#### Problem requirements:
Examine the records below. Report how many of their lines contain the word "configuration", with no other content.

Stored data entries
- - - -
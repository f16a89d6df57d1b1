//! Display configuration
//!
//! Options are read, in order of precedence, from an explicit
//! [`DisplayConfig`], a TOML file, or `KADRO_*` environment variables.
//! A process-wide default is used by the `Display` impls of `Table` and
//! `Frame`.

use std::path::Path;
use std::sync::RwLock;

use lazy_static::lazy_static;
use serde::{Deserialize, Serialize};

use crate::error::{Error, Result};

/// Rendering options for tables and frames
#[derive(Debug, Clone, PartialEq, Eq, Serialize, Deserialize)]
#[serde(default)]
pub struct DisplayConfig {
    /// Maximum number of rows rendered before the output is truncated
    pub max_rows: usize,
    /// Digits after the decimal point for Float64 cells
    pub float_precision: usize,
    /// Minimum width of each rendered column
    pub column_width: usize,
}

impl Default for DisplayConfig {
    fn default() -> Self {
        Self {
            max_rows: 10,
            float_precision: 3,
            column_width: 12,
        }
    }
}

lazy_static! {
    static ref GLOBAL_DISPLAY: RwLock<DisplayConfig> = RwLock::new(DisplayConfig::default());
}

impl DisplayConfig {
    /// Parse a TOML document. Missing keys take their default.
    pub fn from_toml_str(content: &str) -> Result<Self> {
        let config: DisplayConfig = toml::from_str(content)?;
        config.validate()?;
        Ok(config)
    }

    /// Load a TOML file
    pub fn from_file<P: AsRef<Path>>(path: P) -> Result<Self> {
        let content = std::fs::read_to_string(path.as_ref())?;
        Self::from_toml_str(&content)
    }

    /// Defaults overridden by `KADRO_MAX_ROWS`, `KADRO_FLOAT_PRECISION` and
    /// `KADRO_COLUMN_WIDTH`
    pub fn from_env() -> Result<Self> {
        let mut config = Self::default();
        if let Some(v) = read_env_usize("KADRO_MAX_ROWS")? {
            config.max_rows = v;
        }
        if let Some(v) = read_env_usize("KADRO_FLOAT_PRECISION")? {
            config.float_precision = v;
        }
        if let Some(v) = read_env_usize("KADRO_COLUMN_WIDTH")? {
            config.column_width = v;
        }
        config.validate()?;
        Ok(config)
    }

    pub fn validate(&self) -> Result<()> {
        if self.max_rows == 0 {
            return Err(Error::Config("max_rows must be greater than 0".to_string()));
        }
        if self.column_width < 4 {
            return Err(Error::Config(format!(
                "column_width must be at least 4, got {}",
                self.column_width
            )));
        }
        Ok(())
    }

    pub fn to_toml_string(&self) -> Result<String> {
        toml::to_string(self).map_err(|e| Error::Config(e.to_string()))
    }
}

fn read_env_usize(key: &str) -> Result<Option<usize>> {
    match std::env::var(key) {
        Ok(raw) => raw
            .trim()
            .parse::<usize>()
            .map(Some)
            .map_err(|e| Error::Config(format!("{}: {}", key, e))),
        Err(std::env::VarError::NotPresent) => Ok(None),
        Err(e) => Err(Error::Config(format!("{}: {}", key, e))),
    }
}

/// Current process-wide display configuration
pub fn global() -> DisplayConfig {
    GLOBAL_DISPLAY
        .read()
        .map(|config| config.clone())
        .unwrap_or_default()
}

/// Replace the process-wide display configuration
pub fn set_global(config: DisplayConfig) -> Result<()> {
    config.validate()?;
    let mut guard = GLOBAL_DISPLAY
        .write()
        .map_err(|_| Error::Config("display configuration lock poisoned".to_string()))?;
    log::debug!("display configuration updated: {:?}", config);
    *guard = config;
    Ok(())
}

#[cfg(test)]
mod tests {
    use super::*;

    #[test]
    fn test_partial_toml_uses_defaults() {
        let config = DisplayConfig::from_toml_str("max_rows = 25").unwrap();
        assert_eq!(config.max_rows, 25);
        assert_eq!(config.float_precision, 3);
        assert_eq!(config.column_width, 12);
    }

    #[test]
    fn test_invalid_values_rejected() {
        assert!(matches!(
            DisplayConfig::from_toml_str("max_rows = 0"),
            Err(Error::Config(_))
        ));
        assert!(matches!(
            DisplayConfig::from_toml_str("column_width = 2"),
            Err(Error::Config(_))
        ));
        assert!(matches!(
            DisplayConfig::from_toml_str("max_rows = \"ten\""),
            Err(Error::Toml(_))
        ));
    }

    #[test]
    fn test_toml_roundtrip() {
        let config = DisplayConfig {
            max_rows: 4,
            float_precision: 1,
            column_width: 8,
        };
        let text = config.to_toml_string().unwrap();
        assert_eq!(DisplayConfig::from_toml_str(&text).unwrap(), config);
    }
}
- - - -
#### Response for this exercise:
5